Write out exactly the lines from the first line of the records below through the line that contains "a one-character string", and stop there.
----- Record set -----
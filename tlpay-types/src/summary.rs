//! Caller-facing view of a decoded frame

use std::fmt;

use tlpay_core::Frame;

/// Decoded frame as reported to callers
#[derive(Debug, Clone, PartialEq, Eq)]
pub struct FrameSummary {
    /// Terminal identifier (CAT/MID)
    pub terminal_id: String,

    /// `YYYYMMDDhhmmss`
    pub timestamp: String,

    /// Job code as a one-character string
    pub job: String,

    /// Header response code
    pub response_code: u32,

    /// Payload as uppercase hex
    pub data_hex: String,
}

impl From<&Frame> for FrameSummary {
    fn from(frame: &Frame) -> Self {
        Self {
            terminal_id: frame.terminal_id.clone(),
            timestamp: frame.timestamp.clone(),
            job: frame.job.as_char().to_string(),
            response_code: u32::from(frame.response_code),
            data_hex: hex::encode_upper(&frame.payload),
        }
    }
}

impl fmt::Display for FrameSummary {
    fn fmt(&self, f: &mut fmt::Formatter<'_>) -> fmt::Result {
        write!(
            f,
            "Frame[id: {}, ts: {}, job: {}, resp: {}, data: {}]",
            self.terminal_id, self.timestamp, self.job, self.response_code, self.data_hex
        )
    }
}
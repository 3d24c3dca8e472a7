//! Error types for tlpay-core

/// Result type alias for tlpay-core operations
pub type Result<T> = std::result::Result<T, Error>;

/// Core protocol errors
#[derive(Debug, Clone, PartialEq, Eq, thiserror::Error)]
pub enum Error {
    /// Buffer is too short to hold a header and trailer
    #[error("Frame too short: expected at least {expected} bytes, got {actual} bytes")]
    FrameTooShort {
        expected: usize,
        actual: usize,
    },

    /// First byte is not the start marker
    #[error("Start marker mismatch: 0x{0:02X}")]
    StartMarkerMismatch(u8),

    /// Declared payload length runs past the end of the buffer
    #[error("Incomplete frame: len={actual}, expected={expected} (payload_len={payload_len})")]
    IncompleteFrame {
        actual: usize,
        expected: usize,
        payload_len: usize,
    },

    /// Byte at the computed terminator position is not ETX
    #[error("Terminator mismatch at {position}: 0x{found:02X} (payload_len={payload_len})")]
    TerminatorMismatch {
        position: usize,
        found: u8,
        payload_len: usize,
    },

    /// BCC verification failed
    #[error("Checksum mismatch: calc=0x{calculated:02X}, recv=0x{received:02X}")]
    ChecksumMismatch {
        calculated: u8,
        received: u8,
    },

    /// Unknown job code byte
    #[error("Unknown job code: 0x{0:02X}")]
    UnknownJobCode(u8),

    /// Timestamp is not 14 characters (`YYYYMMDDhhmmss`)
    #[error("Invalid timestamp: {0:?} (must be 14 chars YYYYMMDDhhmmss)")]
    InvalidTimestamp(String),

    /// Required builder field not set
    #[error("Missing required field: {0}")]
    MissingField(&'static str),

    /// Payload does not fit the 16-bit length field
    #[error("Payload too large: {size} bytes (max: {max} bytes)")]
    PayloadTooLarge {
        size: usize,
        max: usize,
    },
}

impl Error {
    /// Check if the failure is confined to the trailer (terminator/checksum)
    ///
    /// Such frames still carry a usable header and payload and may be
    /// salvaged with [`Frame::decode_lenient`](crate::Frame::decode_lenient).
    pub fn is_trailer_error(&self) -> bool {
        matches!(
            self,
            Self::TerminatorMismatch { .. } | Self::ChecksumMismatch { .. }
        )
    }
}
-----
**Your response:**
filename tlpay-types/src/summary.rs
//! Caller-facing view of a decoded frame

use std::fmt;

use tlpay_core::Frame;

/// Decoded frame as reported to callers
#[derive(Debug, Clone, PartialEq, Eq)]
pub struct FrameSummary {
    /// Terminal identifier (CAT/MID)
    pub terminal_id: String,

    /// `YYYYMMDDhhmmss`
    pub timestamp: String,

    /// Job code as a one-character string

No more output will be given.